In clinical studies carried out after the treatment of patients with breast cancer with tamoxifen, it has been a number of second primary tumors arising in other than in the opposite enometrii and chest areas. A causal relationship has not been established, and the clinical significance of these observations remains unclear.

Lactation: Data on the allocation of Nolvadex into breast milk in the absence of women, therefore its use during lactation is not recommended. The decision to terminate or feeding, or the drug Nolvadex, must proceed from the importance of its application to the mother.

SIDE EFFECTS

Prolonged treatment side effects are not as numerous or not so serious in cases where the drug Nolvadex, as in the case of androgen and estrogen, which are also used to treat breast cancer. Observed side effects can be classified as emerging or by antiastrogennogo of the drug, such as hot flushes, vaginal bleeding, vaginal discharge and itching of the vulva, or as side effects of a more general nature, such as gastrointestinal intolerance, retsidirovanie swelling, dizziness , skin rash, and in some cases, fluid retention and alopecia.

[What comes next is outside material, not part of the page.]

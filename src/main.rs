#[tokio::main]
async fn main() -> anyhow::Result<()> {
    sqlpilot_lib::run().await
}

In case of serious side effects control of them may be carried out by simple dose reduction, while maintaining control over the course of the disease. A small number of patients with bone metastases were observed during methocarbamol side effects the treatment of hypercalcemia.

Patients who use Nolvadex for the treatment of breast cancer, is usually marked decrease in platelet count to 80,000 -. 90,000 per cubic mm, and sometimes even lower. A number of patients who use Nolvadex, marked impairment, including rare cases of corneal changes, cataracts and retinopathy.

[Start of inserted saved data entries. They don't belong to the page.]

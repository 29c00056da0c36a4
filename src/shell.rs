//! Line-oriented terminal front end over [`commands`](crate::commands).

use crate::ai::cell_text;
use crate::commands::{self, AppState};
use crate::db::ExecutionResult;
use crate::pipeline::SessionContext;
use clap::Parser;
use std::io::{self, Write};
use std::path::PathBuf;
use tokio::io::{AsyncBufRead, Lines};

const MAX_CELL_WIDTH: usize = 40;

const HELP: &str = "\
Type a request in plain language to generate SQL, or use a command:
  \\sql <statement>      replace the current SQL with your own
  \\run                  check and execute the current SQL
  \\analyze              generate insights about the last result
  \\ask <question>       ask a follow-up question about the last result
  \\optimize             suggest optimizations for the current SQL
  \\slow                 list slow statements with optimization advice
  \\schema [name]        set or clear the target schema hint
  \\history              show recently executed queries
  \\prompts <text>       search previous requests
  \\connect <user> <pw>  connect to the database
  \\disconnect           close the database connection
  \\state                show the session state
  \\help                 show this help
  \\quit                 exit";

#[derive(Parser, Debug, Default)]
#[command(
    name = "sqlpilot",
    version,
    about = "Ask a PostgreSQL database questions in plain language"
)]
pub struct Args {
    /// Database descriptor, host:port/database (overrides DATABASE_DSN)
    #[arg(long)]
    pub dsn: Option<String>,

    /// Database user to connect as on startup
    #[arg(long, short)]
    pub user: Option<String>,

    /// Completion provider: groq, openai or anthropic
    #[arg(long)]
    pub provider: Option<String>,

    /// Model identifier for the completion provider
    #[arg(long)]
    pub model: Option<String>,

    /// Schema hint sent with every request
    #[arg(long)]
    pub schema: Option<String>,

    /// Path of the local history database
    #[arg(long)]
    pub history_db: Option<PathBuf>,

    /// Do not record query history
    #[arg(long)]
    pub no_history: bool,
}

impl Args {
    /// Value a flag supplies for an environment key, if any.
    pub fn env_override(&self, key: &str) -> Option<String> {
        match key {
            "DATABASE_DSN" => self.dsn.clone(),
            "SQLPILOT_AI_PROVIDER" => self.provider.clone(),
            "SQLPILOT_AI_MODEL" => self.model.clone(),
            "SQLPILOT_HISTORY_DB" if self.no_history => Some("off".into()),
            "SQLPILOT_HISTORY_DB" => self
                .history_db
                .as_ref()
                .map(|p| p.display().to_string()),
            _ => None,
        }
    }
}

#[derive(Debug, Clone, PartialEq, Eq)]
pub enum ShellCommand {
    Empty,
    Generate(String),
    Edit(String),
    Run,
    Analyze,
    Ask(String),
    Optimize,
    Slow,
    Schema(Option<String>),
    History,
    Prompts(String),
    Connect { user: String, password: String },
    Disconnect,
    State,
    Help,
    Quit,
    Unknown(String),
}

impl ShellCommand {
    pub fn parse(line: &str) -> Self {
        let line = line.trim();
        if line.is_empty() {
            return ShellCommand::Empty;
        }
        let Some(command) = line.strip_prefix('\\') else {
            return ShellCommand::Generate(line.to_string());
        };

        let (name, rest) = match command.split_once(char::is_whitespace) {
            Some((name, rest)) => (name, rest.trim()),
            None => (command, ""),
        };

        match name.to_ascii_lowercase().as_str() {
            "sql" | "edit" => ShellCommand::Edit(rest.to_string()),
            "run" | "execute" => ShellCommand::Run,
            "analyze" => ShellCommand::Analyze,
            "ask" => ShellCommand::Ask(rest.to_string()),
            "optimize" => ShellCommand::Optimize,
            "slow" => ShellCommand::Slow,
            "schema" => ShellCommand::Schema((!rest.is_empty()).then(|| rest.to_string())),
            "history" => ShellCommand::History,
            "prompts" => ShellCommand::Prompts(rest.to_string()),
            "connect" => match rest.split_once(char::is_whitespace) {
                Some((user, password)) => ShellCommand::Connect {
                    user: user.to_string(),
                    password: password.trim().to_string(),
                },
                None => ShellCommand::Unknown("usage: \\connect <user> <password>".into()),
            },
            "disconnect" => ShellCommand::Disconnect,
            "state" => ShellCommand::State,
            "help" | "?" => ShellCommand::Help,
            "quit" | "exit" | "q" => ShellCommand::Quit,
            other => ShellCommand::Unknown(format!("unknown command \\{}", other)),
        }
    }
}

/// Aligned text table for a result, or the message shown when there is
/// nothing to tabulate.
pub fn render_table(result: &ExecutionResult) -> String {
    if result.columns.is_empty() {
        return "Statement executed; it returned no columns.".into();
    }
    if result.is_empty() {
        return "Query executed successfully but returned no rows.".into();
    }

    let cells: Vec<Vec<String>> = result
        .rows
        .iter()
        .map(|row| row.iter().map(|v| clip(&cell_text(v))).collect())
        .collect();

    let mut widths: Vec<usize> = result
        .columns
        .iter()
        .map(|c| c.name.chars().count())
        .collect();
    for row in &cells {
        for (i, cell) in row.iter().enumerate() {
            if let Some(w) = widths.get_mut(i) {
                *w = (*w).max(cell.chars().count());
            }
        }
    }

    let format_line = |values: Vec<&str>| -> String {
        values
            .iter()
            .zip(&widths)
            .map(|(v, w)| format!(" {:<width$} ", v, width = *w))
            .collect::<Vec<_>>()
            .join("|")
            .trim_end()
            .to_string()
    };

    let mut out = format_line(result.column_names());
    out.push('\n');
    out.push_str(
        &widths
            .iter()
            .map(|w| "-".repeat(w + 2))
            .collect::<Vec<_>>()
            .join("+"),
    );
    out.push('\n');
    for row in &cells {
        out.push_str(&format_line(row.iter().map(String::as_str).collect()));
        out.push('\n');
    }
    out.push_str(&format!(
        "({} row{}, {} ms)",
        result.row_count,
        if result.row_count == 1 { "" } else { "s" },
        result.execution_time_ms
    ));
    out
}

fn clip(s: &str) -> String {
    let single_line = s.replace('\n', " ");
    if single_line.chars().count() <= MAX_CELL_WIDTH {
        single_line
    } else {
        let mut clipped: String = single_line.chars().take(MAX_CELL_WIDTH - 3).collect();
        clipped.push_str("...");
        clipped
    }
}

/// One interactive session: a [`SessionContext`] plus shell-only settings.
pub struct Shell<'a> {
    state: &'a AppState,
    ctx: SessionContext,
    schema: Option<String>,
}

impl<'a> Shell<'a> {
    pub fn new(state: &'a AppState, schema: Option<String>) -> Self {
        Self {
            state,
            ctx: SessionContext::new(),
            schema,
        }
    }

    pub fn context(&self) -> &SessionContext {
        &self.ctx
    }

    /// Read commands until end of input or `\quit`.
    pub async fn run<R, W>(&mut self, lines: &mut Lines<R>, out: &mut W) -> io::Result<()>
    where
        R: AsyncBufRead + Unpin,
        W: Write,
    {
        writeln!(out, "Type \\help for commands.")?;
        loop {
            write!(out, "sqlpilot> ")?;
            out.flush()?;
            let Some(line) = lines.next_line().await? else {
                writeln!(out)?;
                return Ok(());
            };
            if !self.handle(ShellCommand::parse(&line), out).await? {
                return Ok(());
            }
        }
    }

    /// Execute one command. Returns `false` when the shell should exit.
    pub async fn handle<W: Write>(&mut self, command: ShellCommand, out: &mut W) -> io::Result<bool> {
        let state = self.state;
        match command {
            ShellCommand::Empty => {}
            ShellCommand::Generate(prompt) => {
                match commands::nl_to_sql(state, &mut self.ctx, &prompt, self.schema.as_deref()).await {
                    Ok(sql) => writeln!(
                        out,
                        "Generated SQL:\n{}\n(\\run to execute, \\sql to edit)",
                        sql
                    )?,
                    Err(e) => writeln!(out, "Error: {}", e)?,
                }
            }
            ShellCommand::Edit(sql) => match commands::edit_sql(state, &mut self.ctx, &sql) {
                Ok(sql) => writeln!(out, "Current SQL:\n{}", sql)?,
                Err(e) => writeln!(out, "Error: {}", e)?,
            },
            ShellCommand::Run => match commands::execute_query(state, &mut self.ctx).await {
                Ok(result) => writeln!(out, "{}", render_table(result))?,
                Err(e) => writeln!(out, "Error: {}", e)?,
            },
            ShellCommand::Analyze => match commands::ai_analyze(state, &mut self.ctx).await {
                Ok(insight) => writeln!(out, "Insights:\n{}", insight)?,
                Err(e) => writeln!(out, "Error: {}", e)?,
            },
            ShellCommand::Ask(question) => {
                match commands::ai_chat(state, &mut self.ctx, &question).await {
                    Ok(answer) => writeln!(out, "{}", answer)?,
                    Err(e) => writeln!(out, "Error: {}", e)?,
                }
            }
            ShellCommand::Optimize => match commands::ai_optimize(state, &self.ctx).await {
                Ok(suggestions) => writeln!(out, "Optimization Suggestions:\n{}", suggestions)?,
                Err(e) => writeln!(out, "Error: {}", e)?,
            },
            ShellCommand::Slow => {
                let report = commands::slow_queries(state).await;
                if report.is_empty() {
                    writeln!(out, "No slow queries found.")?;
                }
                for advice in report {
                    writeln!(
                        out,
                        "Query {} ({:.0} ms total, {} executions)\n{}",
                        advice.record.sql_id,
                        advice.record.elapsed_ms,
                        advice.record.executions,
                        advice.record.sql_text
                    )?;
                    match advice.suggestions {
                        Ok(text) => writeln!(out, "Optimization Suggestions:\n{}\n", text)?,
                        Err(e) => writeln!(out, "No suggestions: {}\n", e)?,
                    }
                }
            }
            ShellCommand::Schema(schema) => {
                match &schema {
                    Some(name) => writeln!(out, "Schema hint set to {}", name)?,
                    None => writeln!(out, "Schema hint cleared")?,
                }
                self.schema = schema;
            }
            ShellCommand::History => match commands::get_query_history(state, None).await {
                Ok(entries) if entries.is_empty() => writeln!(out, "No queries recorded yet.")?,
                Ok(entries) => {
                    for entry in entries {
                        let status = if entry.success {
                            format!("{} rows, {} ms", entry.row_count, entry.execution_time_ms)
                        } else {
                            format!("failed: {}", entry.error_message.unwrap_or_default())
                        };
                        writeln!(out, "[{}] {} ({})", entry.created_at, entry.sql, status)?;
                    }
                }
                Err(e) => writeln!(out, "Error: {}", e)?,
            },
            ShellCommand::Prompts(text) => match commands::search_ai_prompts(state, &text, None).await {
                Ok(found) if found.is_empty() => writeln!(out, "No matching requests.")?,
                Ok(found) => {
                    for suggestion in found {
                        writeln!(out, "{}\n  -> {}", suggestion.prompt, suggestion.generated_sql)?;
                    }
                }
                Err(e) => writeln!(out, "Error: {}", e)?,
            },
            ShellCommand::Connect { user, password } => {
                match commands::connect(state, &user, &password).await {
                    Ok(message) => writeln!(out, "{}", message)?,
                    Err(e) => writeln!(out, "Connection failed: {}", e)?,
                }
            }
            ShellCommand::Disconnect => {
                commands::disconnect(state).await;
                writeln!(out, "Disconnected")?;
            }
            ShellCommand::State => {
                let connected = commands::is_connected(state).await;
                writeln!(
                    out,
                    "session {} | state {:?} | {} | schema {}",
                    self.ctx.id(),
                    self.ctx.state(),
                    if connected { "connected" } else { "disconnected" },
                    self.schema.as_deref().unwrap_or("-")
                )?;
                if let Some(query) = self.ctx.query() {
                    writeln!(out, "SQL{}: {}", if query.edited { " (edited)" } else { "" }, query.sql)?;
                }
            }
            ShellCommand::Help => writeln!(out, "{}", HELP)?,
            ShellCommand::Quit => return Ok(false),
            ShellCommand::Unknown(message) => writeln!(out, "{} (\\help for commands)", message)?,
        }
        Ok(true)
    }
}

cases of uterine fibroids were noted.

From time to time we observed cystic swelling of the ovaries in women who use Nolvadex premenopausal.

After applying the drug Nolvadex leukopenia observed cases, sometimes due to anemia and / or thrombocytopenia. Neutropenia was observed in rare cases; sometimes it can be severe.

During therapy with Nolvadex were rare cases of thromboembolic events. Although it is known that these phenomena are more frequent in patients with malignant course of disease, a causal relationship with Nolvadex has not been established.

When applied in combination with Nolvadex cytotoxic agents have an increased risk of thromboembolic events.

The use of Nolvadex is associated with changes in liver enzyme levels, and in rare cases, more serious disorders, including fatty liver, cholestasis and hepatitis.

OVERDOSE

Theoretically, an overdose can be expected strengthening of anti-estrogen side effects mentioned above. The observations in animals suggest that excessive overdose (100-200 times higher than the recommended daily dose) may cause estrogenic action. There is no specific antidote, and treatment should be symptomatic.

PHARMACEUTICAL PRECAUTIONS

Store at room temperature, protected from light.

FURTHER INFORMATION

Effects on ability to drive or operate machinery: The facts of violation of these activities with Nolvadex is not available.